Government and Administration of the United States eBook

Westel W. Willoughby
This eBook from the Gutenberg Project consists of approximately 144 pages of information about Government and Administration of the United States.

Government and Administration of the United States eBook

Westel W. Willoughby
This eBook from the Gutenberg Project consists of approximately 144 pages of information about Government and Administration of the United States.

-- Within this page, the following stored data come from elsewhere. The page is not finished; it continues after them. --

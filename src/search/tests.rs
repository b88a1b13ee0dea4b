use super::*;
use crate::config::{CacheConfig, SourceConfig};
use crate::docs::source::{DocsSource, ManifestResponse};
use crate::embeddings::Embedder;
use crate::embeddings::index::IndexSettings;
use anyhow::{Result as AnyResult, anyhow};
use async_trait::async_trait;
use std::collections::hash_map::DefaultHasher;
use std::hash::{Hash, Hasher};
use std::time::Duration;
use tempfile::TempDir;

const MANIFEST: &str = r#"
navigation:
  - section: Getting Started
    contents:
      - page: Getting Started
        path: quickstart/getting-started.mdx
  - section: Guides
    contents:
      - page: Phone Calls
        path: guides/phone-calls.mdx
      - page: Webhooks
        path: guides/webhooks.mdx
"#;

struct StaticSource(&'static str);

#[async_trait]
impl DocsSource for StaticSource {
    async fn fetch_manifest(&self, _etag: Option<&str>) -> AnyResult<ManifestResponse> {
        Ok(ManifestResponse::Fetched {
            body: self.0.to_string(),
            etag: None,
        })
    }

    async fn fetch_page(&self, path: &str) -> AnyResult<String> {
        Err(anyhow!("HTTP error 404 for {}", path))
    }
}

struct HashingEmbedder;

#[async_trait]
impl Embedder for HashingEmbedder {
    fn model_name(&self) -> &str {
        "hashing"
    }

    async fn embed(&self, text: &str) -> AnyResult<Vec<f32>> {
        let mut vector = vec![0.0; 64];
        for word in text
            .split(|c: char| !c.is_alphanumeric())
            .filter(|w| w.len() > 2)
        {
            let word = word.to_lowercase();
            let mut hasher = DefaultHasher::new();
            word.strip_suffix('s').unwrap_or(&word).hash(&mut hasher);
            vector[usize::try_from(hasher.finish() % 64).unwrap()] += 1.0;
        }
        Ok(vector)
    }
}

fn orchestrator(
    manifest: &'static str,
    embedder: Option<Arc<dyn Embedder>>,
    dir: &TempDir,
) -> SearchOrchestrator {
    let settings = IndexSettings {
        batch_size: 10,
        min_text_length: 10,
        content_words: 100,
        include_content: false,
        content_concurrency: 1,
        max_age: Duration::from_secs(86_400),
    };
    let index = EmbeddingIndex::new(embedder, settings, dir.path().join("vector-index.json"));
    let store = DocumentationStore::new(
        Arc::new(StaticSource(manifest)),
        SourceConfig {
            site_base_url: "https://docs.example.com".to_string(),
            ..SourceConfig::default()
        },
        &CacheConfig::default(),
        dir.path().join("docs-structure.json"),
    )
    .with_index(index.clone());

    SearchOrchestrator::new(store, index, &SearchConfig::default())
}

#[tokio::test]
async fn exact_keyword_falls_back_to_text_search() {
    let manifest = r#"
navigation:
  - section: Guides
    contents:
      - page: Webhooks Guide
        path: guides/webhooks.mdx
      - page: Phone Calls
        path: guides/phone-calls.mdx
"#;
    let dir = TempDir::new().unwrap();
    let search = orchestrator(manifest, None, &dir);

    let outcome = search.search("webhook", None, 10).await.unwrap();

    assert!(!outcome.used_vector);
    assert_eq!(outcome.index_size, 0);
    assert_eq!(outcome.results.len(), 1);
    assert_eq!(outcome.results[0].title, "Webhooks Guide");
}

#[tokio::test]
async fn category_scoped_text_search() {
    let dir = TempDir::new().unwrap();
    let search = orchestrator(MANIFEST, None, &dir);

    let outcome = search.search("guide", Some("guides"), 5).await.unwrap();

    assert!(!outcome.used_vector);
    let mut titles: Vec<&str> = outcome.results.iter().map(|p| p.title.as_str()).collect();
    titles.sort_unstable();
    assert_eq!(titles, ["Phone Calls", "Webhooks"]);
}

#[tokio::test]
async fn category_scoped_vector_search() {
    let dir = TempDir::new().unwrap();
    let search = orchestrator(MANIFEST, Some(Arc::new(HashingEmbedder)), &dir);

    let outcome = search.search("guide", Some("guides"), 5).await.unwrap();

    assert!(outcome.used_vector);
    assert_eq!(outcome.index_size, 3);
    assert_eq!(outcome.results.len(), 2);
    assert!(outcome.results.iter().all(|page| page.category == "guides"));
}

#[tokio::test]
async fn no_matches_is_an_empty_result() {
    let dir = TempDir::new().unwrap();
    let search = orchestrator(MANIFEST, None, &dir);

    let outcome = search.search("kubernetes", None, 10).await.unwrap();

    assert!(outcome.results.is_empty());
    assert!(!outcome.used_vector);
}

#[tokio::test]
async fn blank_query_returns_nothing() {
    let dir = TempDir::new().unwrap();
    let search = orchestrator(MANIFEST, None, &dir);

    assert!(search.search("   ", None, 10).await.unwrap().results.is_empty());
}

#[test]
fn title_matches_rank_ahead_of_section_matches() {
    let page = |title: &str, section: &str, path: &str| DocPage {
        title: title.to_string(),
        path: path.to_string(),
        url: format!("https://docs.example.com/{}", path),
        category: "guides".to_string(),
        section: section.to_string(),
        subsection: None,
        level: 1,
        content: tokio::sync::OnceCell::new(),
    };
    let structure = DocumentationStructure::new(
        vec![
            page("Retries", "Calls", "guides/retries"),
            page("Overview", "Assistants", "guides/overview"),
            page("Call Recording", "Recording", "guides/recording"),
        ],
        chrono::Utc::now(),
        "test".to_string(),
    );

    let results = lexical_search(&structure, "CALL", None, 10);
    let titles: Vec<&str> = results.iter().map(|p| p.title.as_str()).collect();

    assert_eq!(titles, ["Call Recording", "Retries"]);
    assert_eq!(lexical_search(&structure, "call", None, 1).len(), 1);
    assert!(lexical_search(&structure, "call", Some("api"), 10).is_empty());
}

The heads of the first eight of these departments together form a council of eight, called the “Cabinet,” whose duty it is, in addition to the management of the departments, to advise the President on matters of importance.  For this purpose regular meetings are held, at which the affairs of government are discussed, and lines of action decided upon.  The cabinet is neither the creation of the constitution, nor strictly of law.  The existence of a cabinet, however, was always taken for granted in the discussion and formation of the constitution.  It is a creation of custom and has no powers other than of advice and counsel to the President.  The growth of executive and administrative business is not fully indicated by the increase in the number of departments.  The growth within each department has been much greater.  Separate bureaus and divisions have been created, which in some cases are, for all practical purposes, as independent and important as the departments themselves.

The organization of all the different departments is much the same.  At the head of each is an officer appointed by the President, the President thus having control generally over the whole executive business of the government.  These officers are called Secretaries, except in the cases of the Post Office Department, whose head is the Postmaster-General, and of the Department of Justice, whose head is the Attorney-General.  In a number of the Departments there are also one, two, three or four assistant secretaries, according as the business of the departments requires.  For convenience in the despatch of business, the departments are divided into bureaus, the bureaus into divisions, and the divisions into rooms, until, finally, the individual workers—­the clerks—­are readied.  Each bureau and division has at its head an officer called Commissioner and Chief of Division, respectively.  Each department and bureau, and, in some cases, the division also, has a Chief Clerk who has charge of the details of the administration, and immediate oversight over the clerks.[1] All work in one finely organized system.  The clerk is responsible to his chief of division, the chief of division to his commissioner, the commissioner to the Secretary and he, finally, to Congress.  Each man has his particular place in the system, and no one works at random.[2]

[Footnote 1:  There are a number of officials and clerks who properly belong to no division or bureau, as, for instance, the librarian’s private secretary and other clerical assistance in the Secretary’s office, who are under his immediate supervision.]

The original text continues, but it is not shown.